As we have mentioned before on this blog, one big idea in development that is slowly building momentum as a concept, if not as a reality, is a focus on the movement of people to better places to live and work. One of our research volunteers, Shaun Raviv, recently took leave from Giving What We Can to work on a piece on how migration could reduce poverty which was just published in The Atlantic.
"A very large percentage of people who have gone from extreme poverty to relative financial stability have done so by moving across borders. So why don't we just let more people move?" It does not sound very sexy, but here’s why it is sexy: According to one economist, it is "the biggest arbitrage opportunity in the world” and its upside is “the rapid elimination of absolute poverty on earth."
"To prove the economic power of open borders, supporters often turn to the work of Michael Clemens, a development economist and one of the strongest voices for loosening border restrictions. Clemens is not an open borders advocate, but his research and writings make it very clear that movement of people across international borders should be a much higher priority than it is now. He is, he told me, "in favor of a vastly more sensible way of regulating movement," if not "a utopia of completely free movement." Based out of the Center for Global Development, a think tank in D.C., he has spent much of the past half-decade compiling international labor mobility statistics that are, as he says, "gasp-inducing."
"Barriers to emigration may--according to Clemens's paper--"place one of the fattest of all wedges between humankind's current welfare and its potential welfare." Though he affirms that the research on migration's effects is far from complete, what Clemens has found "suggests that the gains from reducing emigration restrictions are likely to be enormous, measured in tens of trillions of dollars." Remove all remaining barriers to trade, says Clemens, and all remaining barriers to capital flow, and it still wouldn't compensate for the inefficiencies created by current global labor mobility restrictions. His research indicates that allowing free movement of all people across international borders could double world GDP."
"According to Clemens, we are all victims of an epic intuition fail. "Development is about people, not places," he has said many times over, and often the best way to make a person richer is by allowing them to move to another place. We don't really care about helping poverty-stricken Liberia, we care about helping poverty-stricken Liberians. It sounds almost too simple at first: A very large percentage of people who have gone from extreme poverty to relative financial stability have done so by moving across borders. So why don't we just let more people move?"
I recommend reading the whole thing. Now that Shaun has finished working in his article he is continuing to write for us, including looking at the work of CITA which helps poor Mexicans work temporarily as farm workers in the USA, where they receive much higher wages.
The piece also prompted a comment which clearly raises many of the most popular criticisms of open, or at least more porous, borders:
"Restricting immigration is necessary to avert the destruction of the high-capital-to-worker society which is uniquely conducive to technological progress. Even if mass immigration may please some poor immigrants in the short run, it is 'eating the seed corn.' As commenters have pointed out to you before, virtually all the world population growth in the last two centuries has been enabled by the diffusion of technology from advanced countries to poor ones (and one reason most formerly-poor countries are still poor is that they put nearly all their economic growth into population growth rather than capital accumulation, so they stayed near the Malthusian limit!). Transforming all the advanced countries into poor countries by mass immigration will kill the goose that lays the golden eggs."

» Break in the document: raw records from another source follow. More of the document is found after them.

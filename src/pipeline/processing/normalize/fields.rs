use serde_json::Value;

/// First candidate key holding non-blank text. Numbers are accepted and
/// stringified, since ids and phone numbers arrive as either.
pub fn first_text(data: &Value, keys: &[&str]) -> Option<String> {
    keys.iter().find_map(|key| match data.get(*key)? {
        Value::String(s) if !s.trim().is_empty() => Some(s.trim().to_string()),
        Value::Number(n) => Some(n.to_string()),
        _ => None,
    })
}

/// First candidate key holding a finite number, or a string that parses as one.
/// A zero is a value, not a missing field.
pub fn first_number(data: &Value, keys: &[&str]) -> Option<f64> {
    keys.iter().find_map(|key| {
        let n = match data.get(*key)? {
            Value::Number(n) => n.as_f64(),
            Value::String(s) => s.trim().parse::<f64>().ok(),
            _ => None,
        }?;
        n.is_finite().then_some(n)
    })
}

/// First candidate key holding a non-negative count.
pub fn first_count(data: &Value, keys: &[&str]) -> Option<u64> {
    keys.iter().find_map(|key| match data.get(*key)? {
        Value::Number(n) => n.as_u64().or_else(|| {
            n.as_f64()
                .filter(|f| f.is_finite() && *f >= 0.0)
                .map(|f| f.trunc() as u64)
        }),
        Value::String(s) => s.trim().parse::<u64>().ok(),
        _ => None,
    })
}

"Also, there are diminishing marginal returns to immigration. The first few poor immigrants may enjoy big wage gains over their home-country wages (though higher cost of living in rich countries will mitigate those gains) but as more immigrants arrive to compete down wages and fill all the jobs enabled by the available industrial capital, each new immigrant gains less and less over staying home."
We will have to deal with potential downsides like this as we continue to investigate whether migration promotion can compete with our top recommended charities.
GiveWell also recently published a 'shallow' review of the potential benefits of migration, though only seasonal migration within poor countries. They offer this cautious summary:
"What is the problem? Domestic seasonal migration may carry large benefits for migrants and their families, but some people who might benefit from migration may not be taking part."
"What are possible interventions? A funder might support or expand the micro-credit or conditional cash transfer migration support programs that have been studied in Bangladesh, or fund more studies of the impact of such programs in different settings to help address the question of generalizability."
"Who else is working on it? The authors of the one randomized study to date are planning replications in other countries. It is unclear whether the partner organization from the study will be expanding the program studied to other parts of Bangladesh."
Far larger wage and welfare differences for a given person are found between countries than within them, so I expect we will focus almost exclusively on opportunities for international migration.